HIGH HITLER: HOW NAZI DRUG ABUSE STEERED THE COURSE OF HISTORY — German writer Norman Ohler’s astonishing account of methamphetamine addiction in the Third Reich changes what we know about the second world war, the Guardian gushes.

But does it really? It’s been common knowledge for decades that Hitler consumed large quantities of pharmaceuticals, particularly at the end, when his personal physician in the bunker (Dr. Morrell, pictured with Hitler atop the Guardian’s article) was an astonishingly bad quack. But this article sounds like yet another example, as former PJM columnist Ron Rosenbaum has written, of a German author attempting to shift the blame for WWII.

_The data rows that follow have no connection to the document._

// Copyright © 2024 Pathway

use std::fmt;
use std::ops::AddAssign;

/// Counters of a single operator, or of several merged with `+=`.
#[derive(Debug, Clone, Copy, Default, PartialEq, Eq)]
pub struct CoGroupStats {
    pub left_records: usize,
    pub left_keys: usize,
    pub right_records: usize,
    /// Left keys referenced by at least one right record.
    pub matched_keys: usize,
    /// Right records whose key was never seen on the left.
    pub right_unmatched: usize,
    /// Left records emitted with an absent right side at completion.
    pub left_drained: usize,
}

impl AddAssign for CoGroupStats {
    fn add_assign(&mut self, other: Self) {
        self.left_records += other.left_records;
        self.left_keys += other.left_keys;
        self.right_records += other.right_records;
        self.matched_keys += other.matched_keys;
        self.right_unmatched += other.right_unmatched;
        self.left_drained += other.left_drained;
    }
}

impl fmt::Display for CoGroupStats {
    fn fmt(&self, f: &mut fmt::Formatter) -> fmt::Result {
        write!(
            f,
            "left: {} records under {} keys ({} matched, {} drained), right: {} records ({} unmatched)",
            self.left_records,
            self.left_keys,
            self.matched_keys,
            self.left_drained,
            self.right_records,
            self.right_unmatched
        )
    }
}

There’s an industry of German writers, as Rosenbaum described in his recently updated book Explaining Hitler, producing material in which Hitler is made out to be some kind of superhuman beast to exculpate German responsibility for their crimes under the system of government known as National Socialism, or find some sort of excuse ala Citizen Kane’s “Rosebud” to explain it all away – being unloved by his parents, having malformed genitalia, etc. And/or books and films like The Reader, whose protagonist is depicted as illiterate while serving as a concentration camp guard to symbolically excuse the German people’s supposed lack of awareness over the terrifying scale of the crimes being committed on the outskirts of their towns and via their railroad system.

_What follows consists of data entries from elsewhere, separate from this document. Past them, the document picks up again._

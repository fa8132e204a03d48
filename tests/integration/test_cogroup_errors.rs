// Copyright © 2024 Pathway

use assert_matches::assert_matches;

use cogroup_engine::engine::error::DynError;
use cogroup_engine::engine::{CoGroup, Error, OutputPair, Phase, Port};

use super::helpers::{keyed_cogroup, values};

#[derive(Debug, thiserror::Error, PartialEq)]
#[error("malformed record {0:?}")]
struct MalformedRecord(String);

fn parse_key(record: &String) -> Result<i32, DynError> {
    let (key, _) = record
        .split_once(':')
        .ok_or_else(|| MalformedRecord(record.clone()))?;
    Ok(key.parse()?)
}

fn parsing_cogroup() -> CoGroup<String, String, i32> {
    CoGroup::try_new(parse_key, parse_key)
}

#[test]
fn test_left_after_right() -> eyre::Result<()> {
    let mut cogroup = keyed_cogroup();
    cogroup.push_left((1, "a"))?;
    cogroup.push_right((1, "x"))?;

    let line = line!() + 1;
    let error = cogroup.push_left((1, "late")).unwrap_err();
    assert_matches!(
        error,
        Error::OrderingViolation {
            port: Port::Left,
            phase: Phase::AcceptingRight,
            location,
        } => {
            assert_eq!(location.file(), file!());
            assert_eq!(location.line(), line);
        }
    );

    // the late record was never buffered
    let matches = values(cogroup.push_right((1, "y"))?);
    assert_eq!(matches, vec![OutputPair::Both("a", "y")]);
    Ok(())
}

#[test]
fn test_left_after_completion() -> eyre::Result<()> {
    let mut cogroup = keyed_cogroup();
    cogroup.push_left((1, "a"))?;
    cogroup.complete()?;

    assert_matches!(
        cogroup.push_left((2, "b")),
        Err(Error::OrderingViolation {
            port: Port::Left,
            phase: Phase::Completed,
            ..
        })
    );
    Ok(())
}

#[test]
fn test_right_after_completion() -> eyre::Result<()> {
    let mut cogroup = keyed_cogroup();
    cogroup.push_left((1, "a"))?;
    cogroup.push_right((1, "x"))?;
    cogroup.complete()?;

    assert_matches!(
        cogroup.push_right((1, "y")),
        Err(Error::OrderingViolation {
            port: Port::Right,
            phase: Phase::Completed,
            ..
        })
    );
    Ok(())
}

#[test]
fn test_duplicate_completion() -> eyre::Result<()> {
    let mut cogroup = keyed_cogroup();
    cogroup.push_left((1, "a"))?;
    assert_eq!(cogroup.complete()?.count(), 1);

    let error = cogroup.complete().unwrap_err();
    assert_matches!(error, Error::DuplicateCompletion { .. });
    assert!(error.is_fatal());
    Ok(())
}

#[test]
fn test_ordering_violation_message() -> eyre::Result<()> {
    let mut cogroup = keyed_cogroup();
    cogroup.push_right((1, "x"))?;

    let message = cogroup.push_left((1, "a")).unwrap_err().to_string();
    assert!(message.starts_with("record on port 0 (left) received while accepting right records"));
    assert!(message.contains(file!()));
    Ok(())
}

#[test]
fn test_left_key_failure() -> eyre::Result<()> {
    let mut cogroup = parsing_cogroup();
    cogroup.push_left("1:a".to_string())?;

    let error = cogroup.push_left("no key".to_string()).unwrap_err();
    assert!(!error.is_fatal());
    assert_matches!(
        error,
        Error::KeyExtraction {
            port: Port::Left,
            source,
        } => {
            assert_eq!(
                source.downcast_ref::<MalformedRecord>(),
                Some(&MalformedRecord("no key".to_string()))
            );
        }
    );
    assert_matches!(
        cogroup.push_left("x:b".to_string()),
        Err(Error::KeyExtraction { port: Port::Left, .. })
    );
    assert_eq!(cogroup.phase(), Phase::AcceptingLeft);

    cogroup.push_left("2:c".to_string())?;
    assert_eq!(cogroup.stats().left_records, 2);

    let drained: Vec<_> = cogroup.complete()?.collect();
    assert_eq!(
        drained,
        vec![
            OutputPair::LeftOnly("1:a".to_string()),
            OutputPair::LeftOnly("2:c".to_string()),
        ]
    );
    Ok(())
}

#[test]
fn test_right_key_failure_seals_left() -> eyre::Result<()> {
    let mut cogroup = parsing_cogroup();
    cogroup.push_left("1:a".to_string())?;

    assert_matches!(
        cogroup.push_right("broken".to_string()),
        Err(Error::KeyExtraction { port: Port::Right, .. })
    );
    assert_eq!(cogroup.phase(), Phase::AcceptingRight);
    assert_matches!(
        cogroup.push_left("2:b".to_string()),
        Err(Error::OrderingViolation { .. })
    );

    let matches: Vec<_> = cogroup.push_right("1:x".to_string())?.collect();
    assert_eq!(
        matches,
        vec![OutputPair::Both("1:a".to_string(), "1:x".to_string())]
    );
    assert_eq!(cogroup.stats().right_records, 1);
    Ok(())
}

#[test]
fn test_downcast_other() {
    let error = Error::from(DynError::from(MalformedRecord("?".to_string())));
    assert_eq!(
        error.downcast::<MalformedRecord>().unwrap(),
        MalformedRecord("?".to_string())
    );

    let error = Error::from(DynError::from(Error::NeedsShards));
    assert_matches!(error, Error::NeedsShards);
}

Claiming Hitler was high as the proverbial moonbat during much of WWII seems like yet another example of this cottage industry at work, and as Rosenbaum noted, winds up telling us much more about the authors who write them, than the actual history of WWII. But taken en masse, and with the number of Holocaust survivors dwindling, combined with what Glenn would call the education apocalypse, they’re likely having an effect on how future generations will view WWII.